The Court notes that “[t]he Ninth Circuit has not yet addressed whether the revised regulations change the requirement for germane reasons to discount lay witness testimony.” Sharon W. v. Kijakazi, No. 1:22-cv-00013-DKG, 2023 WL 246391, at *7 (D. Idaho Jan. 18, 2023) (surveying cases). And district courts within this circuit appear split on the issue. Compare e.g., Wendy J. C. v. Saul, No. 3:19-cv-01434-AC, 2020 WL 6161402, at *12 n.9 (D. Or. Oct. 21, 2020) (noting that for claims filed on or after March 27, 2027, the ALJ is not required to provide germane reasons for rejecting lay witnesses' testimony) with Joseph M.R. v. Comm'r of Soc. Sec. Admin., 3:18-cv-01779-BR, 2019 WL 4279027, at *12 (D. Or.

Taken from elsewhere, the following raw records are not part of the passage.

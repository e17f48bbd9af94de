use agenda_core::EventDefinition;
use agenda_core::date_range::DateRange;
use agenda_core::recurrence::Occurrence;
use anyhow::Result;

pub fn run(events: &[EventDefinition], range: DateRange) -> Result<()> {
    let occurrences = sorted_occurrences(events, range);
    let mut remaining = occurrences.as_slice();

    for (index, day) in range.days().enumerate() {
        if index > 0 {
            println!();
        }
        println!("{}", day.format("%a %b %-d %Y"));

        let count = remaining.iter().take_while(|o| o.date == day).count();
        let (on_day, rest) = remaining.split_at(count);
        if on_day.is_empty() {
            println!("  No events");
        }
        for occurrence in on_day {
            println!("  {}", format_line(occurrence));
        }
        remaining = rest;
    }

    Ok(())
}

/// Occurrences in `range`, by date then start time. All-day events come first.
fn sorted_occurrences(events: &[EventDefinition], range: DateRange) -> Vec<Occurrence> {
    let mut occurrences = range.occurrences(events);
    occurrences.sort_by_key(|o| (o.date, !o.event.is_all_day, o.starts_at()));
    occurrences
}

fn format_line(occurrence: &Occurrence) -> String {
    let event = &occurrence.event;
    let time = if event.is_all_day {
        "all-day".to_string()
    } else {
        match event.start_time() {
            Some(time) => format!("{:>7}", time.format("%H:%M")),
            None => format!("{:>7}", "?"),
        }
    };
    let done = if event.is_completed { " (done)" } else { "" };
    format!("{} {}{} [{}]", time, event.title, done, event.calendar_id)
}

Sept. 10, 2019) (finding that new SSA regulations did “not eliminate the need for the ALJ to articulate his consideration of lay-witness statements and his reasons for discounting those statements”).
D. The ALJ's step-five determination is supported by substantial evidence.

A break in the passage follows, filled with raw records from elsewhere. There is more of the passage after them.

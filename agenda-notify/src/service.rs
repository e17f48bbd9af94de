//! Async driver for the scheduler.
//!
//! A single task owns the scheduler and multiplexes three things: inbound
//! messages, the one pending tick and the earliest snooze. Nothing else
//! touches the scheduler, so no locking is involved.

use agenda_core::alert::TICK_PERIOD;
use agenda_core::protocol::OutboundMessage;
use tokio::sync::{mpsc, oneshot};
use tokio::time::{Instant, sleep_until};
use tracing::{debug, info};

use crate::clock::Clock;
use crate::scheduler::{NotificationScheduler, SchedulerInput, TickTicket};
use crate::sink::NotificationSink;

/// Run until the inbound channel closes.
///
/// Resolving or dropping `shutdown` closes the inbound channel: whatever is
/// already queued is still handled, then the loop ends even if senders remain.
pub async fn run<C: Clock, S: NotificationSink>(
    mut scheduler: NotificationScheduler<C, S>,
    mut inbound: mpsc::Receiver<SchedulerInput>,
    outbound: mpsc::Sender<OutboundMessage>,
    mut shutdown: oneshot::Receiver<()>,
) {
    // At most one tick is ever pending
    let mut pending_tick: Option<(TickTicket, Instant)> = None;
    let mut closing = false;

    loop {
        let snooze_at = scheduler.next_snooze_in().map(|delay| Instant::now() + delay);
        let wake_at = earliest(pending_tick.map(|(_, at)| at), snooze_at);

        tokio::select! {
            _ = &mut shutdown, if !closing => {
                debug!("shutdown requested, draining sync channel");
                inbound.close();
                closing = true;
            }
            input = inbound.recv() => {
                let Some(input) = input else {
                    info!("sync channel closed, stopping scheduler");
                    break;
                };
                match input {
                    SchedulerInput::Sync(events) => {
                        let ticket = scheduler.receive_event_list(events);
                        pending_tick = Some((ticket, Instant::now() + TICK_PERIOD));
                        debug!(
                            events = scheduler.events().len(),
                            state = ?scheduler.state(),
                            "event list synced"
                        );
                    }
                    SchedulerInput::Response(response) => {
                        if let Some(message) = scheduler.handle_response(response) {
                            if outbound.send(message).await.is_err() {
                                debug!("outbound channel closed, dropping message");
                            }
                        }
                    }
                }
            }
            _ = sleep_until_opt(wake_at) => {
                if let Some((ticket, at)) = pending_tick {
                    if at <= Instant::now() {
                        // Re-armed after the pass, so a slow pass delays the next tick
                        pending_tick = scheduler
                            .tick(ticket)
                            .map(|ticket| (ticket, Instant::now() + TICK_PERIOD));
                    }
                }
                scheduler.deliver_due_snoozes();
            }
        }
    }
}

fn earliest(a: Option<Instant>, b: Option<Instant>) -> Option<Instant> {
    match (a, b) {
        (Some(a), Some(b)) => Some(a.min(b)),
        (a, b) => a.or(b),
    }
}

async fn sleep_until_opt(at: Option<Instant>) {
    match at {
        Some(at) => sleep_until(at).await,
        None => std::future::pending().await,
    }
}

At step five, the ALJ considers a claimant's RFC, age, education, and work experience to determine whether a claimant can make an adjustment to other work. 20 C.F.R. § 416.920(a)(4)(v). If a claimant can make the adjustment to other work, the claimant is not disabled. Id. To make this determination, the ALJ may rely on a vocational expert (“VE”) to testify as to: “(1) what jobs the claimant, given [his RFC], would be able to do; and (2) the availability of such jobs in the national economy. At the hearing, the ALJ poses hypothetical questions to the [VE] that ‘set out all of the claimant's impairments' for the [VE's] consideration.” Tackett v. Apfel, 180 F.3d 1094, 1101 (9th Cir. 1999).
Plaintiff argues that the ALJ's hypothetical to the VE excluded all the limitations and restrictions that Plaintiff and his mother testified to and that Dr. Kannan, Dr. Tognacci, and Dr. Goldberg assessed, and therefore the ALJ's step-five determination is unsupported by substantial evidence. (Doc. 12 at 17-18.) The Court disagrees.
Where the hypothetical the ALJ poses to the VE contains all of the limitations the ALJ finds credible and supported by substantial evidence in the record, the “ALJ's reliance on testimony the VE gave in response to the hypothetical . . . [is] proper.” Bayliss v. Barnhart, 427 F.3d 1211, 1217 (9th Cir. 2005); see also Stubbs-Danielson v. Astrue, 539 F.3d 1169, 1175-76 (9th Cir. 2008) (holding that ALJ did not err in omitting limitations not supported by substantial evidence in the record from the hypothetical posed to the VE). As discussed above, substantial evidence supports the ALJ's evaluation of Plaintiff and his mother's testimony as well as the medical opinions provided by Dr. Kannan, Dr. Tognacci, and Dr. Goldberg. Accordingly, the ALJ did not err in omitting limitations that lack substantial evidence in the record from the hypothetical.
IT IS ORDERED that the ALJ's decision is AFFIRMED. The Clerk is directed to enter judgment accordingly and terminate this case.